Dutch Uncle
Page 10
‘He got the poor lonely bachelors so hot thinking about “con-nub-ial bliss,” as he put it, that they put up two hundred dollars apiece to get some.’ She dropped back into a normal voice and finished off the rest of the details in a businesslike clip. ‘He sent the money off to some New York agency. They’re supposed to find some pure-hearted little pioneers who want to come out west and help shovel rocks for their supper. They have to put up some kind of money of their own or they don’t eat on the way, I guess; because they’re sure as hell going to be shipped out in a cattle car at that price.
‘There’s just been one little thing go wrong with our boy’s plan. The girls are late, and the grooms are getting nervous.’ She looked at his face. ‘Oh, hell, go on and have another drink. I guess you need it.’
He needed it. ‘How many women are coming?’ he asked, while his mind tried to imagine how to organize the ground rules for a community rape.

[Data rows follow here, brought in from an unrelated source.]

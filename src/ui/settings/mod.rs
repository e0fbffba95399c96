//! Settings panel.
//!
//! - [`form`]: buffered, validated form state
//! - [`save`]: commit to store, overlay and autostart
//! - [`window`]: the egui viewport

pub mod form;
pub mod save;
pub mod window;

pub use form::{days_in_month, SettingsForm};
pub use save::{commit_config, save_settings, SaveOutcome};
pub use window::{Notice, NoticeKind, SettingsPanel};
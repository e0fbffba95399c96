//! Committing a validated configuration.
//!
//! Order: persist, push into the overlay, then update the OS autostart
//! registration. A store write failure is only logged; an autostart failure
//! is returned as a warning and does not undo the first two steps.

use std::time::Instant;

use chrono::NaiveDateTime;

use super::form::SettingsForm;
use crate::countdown::CountdownSurface;
use crate::error::{AutostartError, FormError};
use crate::model::CountdownConfig;
use crate::platform::Autostart;
use crate::storage::SettingsStore;

/// Result of a successful save.
#[derive(Debug, Default)]
pub struct SaveOutcome {
    /// Set when the autostart registration could not be updated.
    pub autostart_warning: Option<AutostartError>,
}

impl SaveOutcome {
    /// Text for the warning notice, if any.
    pub fn warning_message(&self) -> Option<String> {
        self.autostart_warning
            .as_ref()
            .map(|e| format!("Settings were saved, but autostart could not be updated: {e}"))
    }
}

/// Validate the form and commit it. On a validation error nothing changes.
pub fn save_settings(
    form: &SettingsForm,
    store: &mut SettingsStore,
    surface: &mut CountdownSurface,
    autostart: &dyn Autostart,
    wall: NaiveDateTime,
    mono: Instant,
) -> Result<SaveOutcome, FormError> {
    let config = form.validate()?;
    Ok(commit_config(config, store, surface, autostart, wall, mono))
}

/// Commit an already validated configuration.
pub fn commit_config(
    config: CountdownConfig,
    store: &mut SettingsStore,
    surface: &mut CountdownSurface,
    autostart: &dyn Autostart,
    wall: NaiveDateTime,
    mono: Instant,
) -> SaveOutcome {
    if let Err(e) = store.save_config(&config) {
        tracing::warn!(error = %e, path = %store.path().display(), "failed to write settings");
    } else {
        tracing::info!(path = %store.path().display(), "settings saved");
    }

    let auto_start = config.auto_start;
    surface.apply_config(config, wall, mono);

    let autostart_warning = match autostart.set_enabled(auto_start) {
        Ok(()) => {
            tracing::info!(enabled = auto_start, "autostart updated");
            None
        }
        Err(e) => {
            tracing::warn!(enabled = auto_start, error = %e, "autostart update failed");
            Some(e)
        }
    };

    SaveOutcome { autostart_warning }
}
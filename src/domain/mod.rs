//! Core domain types and logic.

pub mod arithmetic;
pub mod currency;
pub mod rates;
pub mod account;
pub mod orders;
pub mod history;
pub mod window;
pub mod strategy;
pub mod run_result;
pub mod engine;
pub mod metrics;
pub mod config_validation;
pub mod error;
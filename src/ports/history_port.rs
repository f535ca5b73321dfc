//! Price history source port trait.

use crate::domain::arithmetic::ArithmeticContext;
use crate::domain::error::FxError;
use crate::domain::history::PriceHistory;

pub trait HistoryPort {
    /// Loads the full history, creating every value under `ctx`.
    fn load(&self, ctx: &ArithmeticContext) -> Result<PriceHistory, FxError>;
}
//! Configuration loading and validation.
//!
//! Every field is checked before a run starts. Decimal literals are
//! validated by building the configured arithmetic context and parsing
//! them through it, so a config that loads is a config that runs.

use std::collections::BTreeSet;
use std::path::PathBuf;
use std::str::FromStr;

use crate::domain::account::{BuyConvention, FeeSchedule};
use crate::domain::arithmetic::{
    ArithmeticContext, ArithmeticSettings, Backend, RoundingMode, Value,
};
use crate::domain::currency::{Currency, CurrencyPair};
use crate::domain::engine::RunParams;
use crate::domain::error::FxError;
use crate::domain::metrics::MetricsConfig;
use crate::domain::orders::Trail;
use crate::domain::strategy::{BuyAndHold, MovingAverageCrossover, StopRule, Strategy};
use crate::ports::config_port::ConfigPort;

#[derive(Debug, Clone, PartialEq)]
pub struct EngineSettings {
    pub base_currency: Currency,
    /// Decimal literal, parsed under the run's context.
    pub initial_deposit: String,
    pub start_index: usize,
    pub end_index: Option<usize>,
    pub window_size: usize,
    pub step_size: usize,
    pub parallel: bool,
    pub n_jobs: Option<usize>,
    pub buy_convention: BuyConvention,
    pub fee_flat: Option<String>,
    pub fee_rate: Option<String>,
}

#[derive(Debug, Clone, Copy, PartialEq, Eq)]
pub enum StrategyKind {
    BuyAndHold,
    SmaCrossover,
}

impl StrategyKind {
    pub fn as_str(&self) -> &'static str {
        match self {
            StrategyKind::BuyAndHold => "buy_and_hold",
            StrategyKind::SmaCrossover => "sma_crossover",
        }
    }
}

impl FromStr for StrategyKind {
    type Err = String;

    fn from_str(s: &str) -> Result<Self, Self::Err> {
        match s.trim().to_lowercase().replace('-', "_").as_str() {
            "buy_and_hold" | "hold" => Ok(StrategyKind::BuyAndHold),
            "sma_crossover" | "sma" => Ok(StrategyKind::SmaCrossover),
            other => Err(format!(
                "unknown strategy kind {other:?} (expected buy_and_hold or sma_crossover)"
            )),
        }
    }
}

#[derive(Debug, Clone, PartialEq)]
pub struct StrategySpec {
    pub name: String,
    pub kind: StrategyKind,
    pub pair: CurrencyPair,
    pub fraction: String,
    pub fast: usize,
    pub slow: usize,
    /// Decimal literal: stop distance below the entry price.
    pub stop_loss: Option<String>,
    pub trail: Option<Trail>,
}

impl StrategySpec {
    fn section(&self) -> String {
        strategy_section(&self.name)
    }
}

#[derive(Debug, Clone, PartialEq)]
pub struct FxConfig {
    pub arithmetic: ArithmeticSettings,
    pub engine: EngineSettings,
    pub history_path: Option<PathBuf>,
    pub metrics: MetricsConfig,
    pub strategies: Vec<StrategySpec>,
}

impl FxConfig {
    pub fn context(&self) -> Result<ArithmeticContext, FxError> {
        ArithmeticContext::new(self.arithmetic).map_err(|e| invalid("arithmetic", "backend", e))
    }

    pub fn run_params(&self, ctx: &ArithmeticContext) -> Result<RunParams, FxError> {
        let engine = &self.engine;
        let deposit = ctx
            .from_literal(&engine.initial_deposit)
            .map_err(|e| invalid("engine", "initial_deposit", e))?;
        if !deposit.is_positive() {
            return Err(invalid(
                "engine",
                "initial_deposit",
                "initial_deposit must be positive",
            ));
        }
        let fee_flat = optional_literal(ctx, "fee_flat", engine.fee_flat.as_deref())?;
        let fee_rate = optional_literal(ctx, "fee_rate", engine.fee_rate.as_deref())?;
        let fees = FeeSchedule::new(fee_flat, fee_rate).map_err(|e| invalid("engine", "fee", e))?;

        let mut params = RunParams::new(engine.base_currency.clone(), deposit)
            .window(engine.window_size, engine.step_size);
        params.start_index = engine.start_index;
        params.end_index = engine.end_index;
        params.parallel = engine.parallel;
        params.n_jobs = engine.n_jobs;
        params.buy_convention = engine.buy_convention;
        params.fees = fees;
        Ok(params)
    }

    pub fn build_strategies(
        &self,
        ctx: &ArithmeticContext,
    ) -> Result<Vec<Box<dyn Strategy>>, FxError> {
        self.strategies
            .iter()
            .map(|spec| build_strategy(spec, ctx))
            .collect()
    }
}

fn build_strategy(
    spec: &StrategySpec,
    ctx: &ArithmeticContext,
) -> Result<Box<dyn Strategy>, FxError> {
    let section = spec.section();
    let fraction = ctx
        .from_literal(&spec.fraction)
        .map_err(|e| invalid(&section, "fraction", e))?;
    let strategy: Box<dyn Strategy> = match spec.kind {
        StrategyKind::BuyAndHold => {
            let mut hold = BuyAndHold::new(&spec.name, spec.pair.clone(), fraction)
                .map_err(|e| invalid(&section, "fraction", e))?;
            if let Some(raw) = &spec.stop_loss {
                let distance = ctx
                    .from_literal(raw)
                    .map_err(|e| invalid(&section, "stop_loss", e))?;
                hold = hold
                    .with_stop(StopRule {
                        distance,
                        trail: spec.trail,
                    })
                    .map_err(|e| invalid(&section, "stop_loss", e))?;
            }
            Box::new(hold)
        }
        StrategyKind::SmaCrossover => Box::new(
            MovingAverageCrossover::new(
                &spec.name,
                spec.pair.clone(),
                spec.fast,
                spec.slow,
                fraction,
            )
            .map_err(|e| invalid(&section, "fast", e))?,
        ),
    };
    Ok(strategy)
}

/// Reads and validates the whole configuration.
pub fn load_config(config: &dyn ConfigPort) -> Result<FxConfig, FxError> {
    let parsed = FxConfig {
        arithmetic: validate_arithmetic(config)?,
        engine: validate_engine(config)?,
        history_path: config
            .get_string("data", "history")
            .map(|s| s.trim().to_string())
            .filter(|s| !s.is_empty())
            .map(PathBuf::from),
        metrics: validate_metrics(config)?,
        strategies: validate_strategies(config)?,
    };

    let ctx = parsed.context()?;
    parsed.run_params(&ctx)?;
    parsed.build_strategies(&ctx)?;
    Ok(parsed)
}

fn validate_arithmetic(config: &dyn ConfigPort) -> Result<ArithmeticSettings, FxError> {
    let defaults = ArithmeticSettings::default();
    let backend: Backend = parse_field(config, "arithmetic", "backend", defaults.backend)?;
    let precision: u32 = parse_field(config, "arithmetic", "precision", defaults.precision)?;
    if precision == 0 {
        return Err(invalid(
            "arithmetic",
            "precision",
            "precision must be positive",
        ));
    }
    let max_fraction_digits: u32 = parse_field(
        config,
        "arithmetic",
        "max_fraction_digits",
        defaults.max_fraction_digits,
    )?;
    let rounding_mode: RoundingMode =
        parse_field(config, "arithmetic", "rounding_mode", defaults.rounding_mode)?;

    let settings = ArithmeticSettings {
        backend,
        precision,
        max_fraction_digits,
        rounding_mode,
    };
    ArithmeticContext::new(settings).map_err(|e| invalid("arithmetic", "precision", e))?;
    Ok(settings)
}

fn validate_engine(config: &dyn ConfigPort) -> Result<EngineSettings, FxError> {
    let base_currency = match config.get_string("engine", "base_currency") {
        None => return Err(missing("engine", "base_currency")),
        Some(code) => {
            Currency::new(&code).map_err(|e| invalid("engine", "base_currency", e))?
        }
    };
    let initial_deposit = required_string(config, "engine", "initial_deposit")?;

    let start_index: usize = parse_field(config, "engine", "start_index", 0)?;
    let end_index: Option<usize> = optional_field(config, "engine", "end_index")?;
    if let Some(end) = end_index
        && end <= start_index
    {
        return Err(invalid(
            "engine",
            "end_index",
            "end_index must be greater than start_index",
        ));
    }

    let window_size: usize = parse_field(config, "engine", "window_size", 1)?;
    if window_size == 0 {
        return Err(invalid("engine", "window_size", "window_size must be at least 1"));
    }
    let step_size: usize = parse_field(config, "engine", "step_size", 1)?;
    if step_size == 0 {
        return Err(invalid("engine", "step_size", "step_size must be at least 1"));
    }

    let n_jobs: Option<usize> = optional_field(config, "engine", "n_jobs")?;
    if n_jobs == Some(0) {
        return Err(invalid("engine", "n_jobs", "n_jobs must be at least 1"));
    }

    Ok(EngineSettings {
        base_currency,
        initial_deposit,
        start_index,
        end_index,
        window_size,
        step_size,
        parallel: parse_field(config, "engine", "parallel", Flag(true))?.0,
        n_jobs,
        buy_convention: parse_field(
            config,
            "engine",
            "buy_convention",
            BuyConvention::default(),
        )?,
        fee_flat: optional_string(config, "engine", "fee_flat"),
        fee_rate: optional_string(config, "engine", "fee_rate"),
    })
}

fn validate_metrics(config: &dyn ConfigPort) -> Result<MetricsConfig, FxError> {
    let defaults = MetricsConfig::default();

    let risk_free_rate: f64 =
        parse_field(config, "metrics", "risk_free_rate", defaults.risk_free_rate)?;
    if !(0.0..1.0).contains(&risk_free_rate) {
        return Err(invalid(
            "metrics",
            "risk_free_rate",
            "risk_free_rate must be between 0 and 1",
        ));
    }
    let periods_per_year: f64 =
        parse_field(config, "metrics", "periods_per_year", defaults.periods_per_year)?;
    if periods_per_year <= 0.0 || !periods_per_year.is_finite() {
        return Err(invalid(
            "metrics",
            "periods_per_year",
            "periods_per_year must be positive",
        ));
    }
    let var_confidence: f64 =
        parse_field(config, "metrics", "var_confidence", defaults.var_confidence)?;
    if var_confidence <= 0.0 || var_confidence >= 1.0 {
        return Err(invalid(
            "metrics",
            "var_confidence",
            "var_confidence must be between 0 and 1 exclusive",
        ));
    }

    Ok(MetricsConfig {
        risk_free_rate,
        periods_per_year,
        var_confidence,
    })
}

fn validate_strategies(config: &dyn ConfigPort) -> Result<Vec<StrategySpec>, FxError> {
    let names = required_string(config, "strategies", "names")?;
    let names: Vec<&str> = names
        .split(',')
        .map(str::trim)
        .filter(|n| !n.is_empty())
        .collect();
    if names.is_empty() {
        return Err(invalid(
            "strategies",
            "names",
            "at least one strategy is required",
        ));
    }

    let mut seen = BTreeSet::new();
    let mut specs = Vec::with_capacity(names.len());
    for name in names {
        if !seen.insert(name.to_lowercase()) {
            return Err(invalid(
                "strategies",
                "names",
                format!("duplicate strategy name {name:?}"),
            ));
        }
        specs.push(validate_strategy(config, name)?);
    }
    Ok(specs)
}

fn validate_strategy(config: &dyn ConfigPort, name: &str) -> Result<StrategySpec, FxError> {
    let section = strategy_section(name);
    if !config.has_section(&section) {
        return Err(missing(&section, "kind"));
    }
    let kind: StrategyKind = match config.get_string(&section, "kind") {
        None => return Err(missing(&section, "kind")),
        Some(raw) => raw.parse().map_err(|e: String| invalid(&section, "kind", e))?,
    };
    let pair: CurrencyPair = required_string(config, &section, "pair")?
        .parse()
        .map_err(|e| invalid(&section, "pair", e))?;
    let fraction = optional_string(config, &section, "fraction").unwrap_or_else(|| "1".into());

    let (fast, slow) = match kind {
        StrategyKind::BuyAndHold => (0, 0),
        StrategyKind::SmaCrossover => {
            let fast: usize = required_field(config, &section, "fast")?;
            let slow: usize = required_field(config, &section, "slow")?;
            if fast == 0 || fast >= slow {
                return Err(invalid(&section, "fast", "need 0 < fast < slow"));
            }
            (fast, slow)
        }
    };

    let stop_loss = optional_string(config, &section, "stop_loss");
    let trail = optional_field::<Trail>(config, &section, "trailing")?;
    if kind != StrategyKind::BuyAndHold && stop_loss.is_some() {
        return Err(invalid(&section, "stop_loss", "stops apply to buy_and_hold only"));
    }
    if trail.is_some() && stop_loss.is_none() {
        return Err(invalid(&section, "trailing", "trailing needs stop_loss"));
    }

    Ok(StrategySpec {
        name: name.to_string(),
        kind,
        pair,
        fraction,
        fast,
        slow,
        stop_loss,
        trail,
    })
}

/// INI boolean: true/false, yes/no, on/off or 1/0.
struct Flag(bool);

impl FromStr for Flag {
    type Err = String;

    fn from_str(s: &str) -> Result<Self, Self::Err> {
        match s.trim().to_lowercase().as_str() {
            "true" | "yes" | "on" | "1" => Ok(Flag(true)),
            "false" | "no" | "off" | "0" => Ok(Flag(false)),
            other => Err(format!("expected a boolean, got {other:?}")),
        }
    }
}

fn strategy_section(name: &str) -> String {
    format!("strategy.{}", name.to_lowercase())
}

fn optional_literal(
    ctx: &ArithmeticContext,
    key: &str,
    literal: Option<&str>,
) -> Result<Option<Value>, FxError> {
    literal
        .map(|s| ctx.from_literal(s).map_err(|e| invalid("engine", key, e)))
        .transpose()
}

fn optional_string(config: &dyn ConfigPort, section: &str, key: &str) -> Option<String> {
    config
        .get_string(section, key)
        .map(|s| s.trim().to_string())
        .filter(|s| !s.is_empty())
}

fn required_string(config: &dyn ConfigPort, section: &str, key: &str) -> Result<String, FxError> {
    optional_string(config, section, key).ok_or_else(|| missing(section, key))
}

fn optional_field<T>(config: &dyn ConfigPort, section: &str, key: &str) -> Result<Option<T>, FxError>
where
    T: FromStr,
    T::Err: std::fmt::Display,
{
    optional_string(config, section, key)
        .map(|raw| {
            raw.parse::<T>()
                .map_err(|e| invalid(section, key, format!("cannot parse {raw:?}: {e}")))
        })
        .transpose()
}

fn parse_field<T>(config: &dyn ConfigPort, section: &str, key: &str, default: T) -> Result<T, FxError>
where
    T: FromStr,
    T::Err: std::fmt::Display,
{
    Ok(optional_field(config, section, key)?.unwrap_or(default))
}

fn required_field<T>(config: &dyn ConfigPort, section: &str, key: &str) -> Result<T, FxError>
where
    T: FromStr,
    T::Err: std::fmt::Display,
{
    optional_field(config, section, key)?.ok_or_else(|| missing(section, key))
}

fn missing(section: &str, key: &str) -> FxError {
    FxError::ConfigMissing {
        section: section.to_string(),
        key: key.to_string(),
    }
}

fn invalid(section: &str, key: &str, reason: impl ToString) -> FxError {
    FxError::ConfigInvalid {
        section: section.to_string(),
        key: key.to_string(),
        reason: reason.to_string(),
    }
}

‘Fifty. Oh, there’s going to be so much sanctified tail around here soon I’ll have to start making hats and baking pies for a living. And, you know, when he tells me about all this, he gets such a light in his eye that — damn! I almost think he planned the thing as a special favor to me.’ She laughed again, like an adolescent boy.
Jake was getting numb. The three hastily swallowed brandies were vaporizing in his brain. He had almost forgotten what they’d been talking about before. No, he hadn’t. She’d made some kind of phony offer for Paco and Urraca, whom she needed and wanted like an extra tit. He didn’t buy her offer, but her behavior baffled him. What did she want? She was still giving him that look, as if she had expected to hear something from him; had been watching and probing until she saw she was drawing blanks.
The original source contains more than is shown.